> **What you will do**:
For each record below, write an exact copy.
[[ Extracted material, beginning ]]
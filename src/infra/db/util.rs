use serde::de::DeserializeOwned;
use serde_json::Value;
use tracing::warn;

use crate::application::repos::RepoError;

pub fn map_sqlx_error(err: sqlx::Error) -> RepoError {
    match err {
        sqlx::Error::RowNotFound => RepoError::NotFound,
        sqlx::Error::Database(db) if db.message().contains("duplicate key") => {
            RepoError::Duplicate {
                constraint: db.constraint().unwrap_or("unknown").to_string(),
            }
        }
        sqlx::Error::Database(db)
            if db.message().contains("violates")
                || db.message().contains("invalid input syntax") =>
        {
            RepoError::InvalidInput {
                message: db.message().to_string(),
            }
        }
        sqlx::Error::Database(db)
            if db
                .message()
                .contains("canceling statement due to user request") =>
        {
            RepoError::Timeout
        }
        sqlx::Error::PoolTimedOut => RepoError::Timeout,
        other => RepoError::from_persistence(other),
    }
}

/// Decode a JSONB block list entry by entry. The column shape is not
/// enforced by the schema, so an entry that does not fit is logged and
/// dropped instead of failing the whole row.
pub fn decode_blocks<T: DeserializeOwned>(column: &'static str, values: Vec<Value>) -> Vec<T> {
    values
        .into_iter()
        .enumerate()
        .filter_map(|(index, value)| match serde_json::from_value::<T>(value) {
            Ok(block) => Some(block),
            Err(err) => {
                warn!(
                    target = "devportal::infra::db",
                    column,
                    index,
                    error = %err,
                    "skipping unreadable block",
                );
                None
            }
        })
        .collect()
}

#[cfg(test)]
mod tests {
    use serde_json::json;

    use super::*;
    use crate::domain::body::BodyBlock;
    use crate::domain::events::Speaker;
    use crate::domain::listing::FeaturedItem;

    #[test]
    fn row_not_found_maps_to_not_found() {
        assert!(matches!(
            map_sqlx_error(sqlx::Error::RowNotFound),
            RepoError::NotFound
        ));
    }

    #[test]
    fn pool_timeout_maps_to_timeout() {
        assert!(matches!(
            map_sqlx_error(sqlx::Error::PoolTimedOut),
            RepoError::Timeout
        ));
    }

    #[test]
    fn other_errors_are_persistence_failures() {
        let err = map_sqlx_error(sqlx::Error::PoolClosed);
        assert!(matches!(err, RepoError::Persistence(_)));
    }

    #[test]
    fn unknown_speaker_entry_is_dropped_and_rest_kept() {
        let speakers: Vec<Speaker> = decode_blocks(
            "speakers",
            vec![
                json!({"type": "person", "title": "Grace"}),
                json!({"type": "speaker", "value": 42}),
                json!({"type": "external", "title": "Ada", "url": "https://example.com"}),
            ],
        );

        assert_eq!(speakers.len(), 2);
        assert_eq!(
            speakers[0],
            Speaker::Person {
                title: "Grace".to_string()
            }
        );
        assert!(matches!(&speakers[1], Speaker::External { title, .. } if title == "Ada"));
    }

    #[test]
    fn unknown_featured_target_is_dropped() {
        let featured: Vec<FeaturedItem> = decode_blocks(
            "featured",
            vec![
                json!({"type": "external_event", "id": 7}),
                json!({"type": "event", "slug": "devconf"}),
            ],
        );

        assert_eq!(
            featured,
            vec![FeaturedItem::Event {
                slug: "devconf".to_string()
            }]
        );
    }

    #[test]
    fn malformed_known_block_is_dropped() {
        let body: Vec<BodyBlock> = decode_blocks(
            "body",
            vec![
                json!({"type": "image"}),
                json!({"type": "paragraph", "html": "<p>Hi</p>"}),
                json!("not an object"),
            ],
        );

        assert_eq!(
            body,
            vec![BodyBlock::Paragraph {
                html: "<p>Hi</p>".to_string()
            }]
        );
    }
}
[[ Extracted material, end ]]
> **Answer to this problem**:
filename src/infra/db/util.rs
use serde::de::DeserializeOwned;
use serde_json::Value;
use tracing::warn;

use crate::application::repos::RepoError;

pub fn map_sqlx_error(err: sqlx::Error) -> RepoError {
    match err {
        sqlx::Error::RowNotFound => RepoError::NotFound,
        sqlx::Error::Database(db) if db.message().contains("duplicate key") => {
            RepoError::Duplicate {
                constraint: db.constraint().unwrap_or("unknown").to_string(),
            }
        }
        sqlx::Error::Database(db)
            if db.message().contains("violates")
                || db.message().contains("invalid input syntax") =>
        {
            RepoError::InvalidInput {
                message: db.message().to_string(),
            }
        }
        sqlx::Error::Database(db)
            if db
                .message()
                .contains("canceling statement due to user request") =>
        {
            RepoError::Timeout
        }
        sqlx::Error::PoolTimedOut => RepoError::Timeout,
        other => RepoError::from_persistence(other),
    }
}

/// Decode a JSONB block list entry by entry. The column shape is not
/// enforced by the schema, so an entry that does not fit is logged and
/// dropped instead of failing the whole row.
pub fn decode_blocks<T: DeserializeOwned>(column: &'static str, values: Vec<Value>) -> Vec<T> {
    values
        .into_iter()
        .enumerate()
        .filter_map(|(index, value)| match serde_json::from_value::<T>(value) {
            Ok(block) => Some(block),
            Err(err) => {
                warn!(
                    target = "devportal::infra::db",
                    column,
                    index,
                    error = %err,
                    "skipping unreadable block",
                );
                None
            }
        })
        .collect()
}

#[cfg(test)]
mod tests {
    use serde_json::json;

    use super::*;
    use crate::domain::body::BodyBlock;
    use crate::domain::events::Speaker;
    use crate::domain::listing::FeaturedItem;

    #[test]
    fn row_not_found_maps_to_not_found() {
        assert!(matches!(
            map_sqlx_error(sqlx::Error::RowNotFound),
            RepoError::NotFound
        ));
    }

    #[test]
    fn pool_timeout_maps_to_timeout() {
        assert!(matches!(
            map_sqlx_error(sqlx::Error::PoolTimedOut),
            RepoError::Timeout
        ));
    }

    #[test]
    fn other_errors_are_persistence_failures() {
        let err = map_sqlx_error(sqlx::Error::PoolClosed);
        assert!(matches!(err, RepoError::Persistence(_)));
    }

    #[test]
    fn unknown_speaker_entry_is_dropped_and_rest_kept() {
        let speakers: Vec<Speaker> = decode_blocks(
            "speakers",
            vec![
                json!({"type": "person", "title": "Grace"}),
                json!({"type": "speaker", "value": 42}),
                json!({"type": "external", "title": "Ada", "url": "https://example.com"}),
            ],
        );

        assert_eq!(speakers.len(), 2);
        assert_eq!(
            speakers[0],
            Speaker::Person {
                title: "Grace".to_string()
            }
        );
        assert!(matches!(&speakers[1], Speaker::External { title, .. } if title == "Ada"));
    }

    #[test]
    fn unknown_featured_target_is_dropped() {
        let featured: Vec<FeaturedItem> = decode_blocks(
            "featured",
            vec![
                json!({"type": "external_event", "id": 7}),
                json!({"type": "event", "slug": "devconf"}),
            ],
        );

        assert_eq!(
            featured,
            vec![FeaturedItem::Event {
                slug: "devconf".to_string()
            }]
        );
    }

    #[test]
    fn malformed_known_block_is_dropped() {
        let body: Vec<BodyBlock> = decode_blocks(
            "body",
            vec![
                json!({"type": "image"}),
                json!({"type": "paragraph", "html": "<p>Hi</p>"}),
                json!("not an object"),
            ],
        );

        assert_eq!(
            body,
            vec![BodyBlock::Paragraph {
                html: "<p>Hi</p>".to_string()
            }]
        );
    }
}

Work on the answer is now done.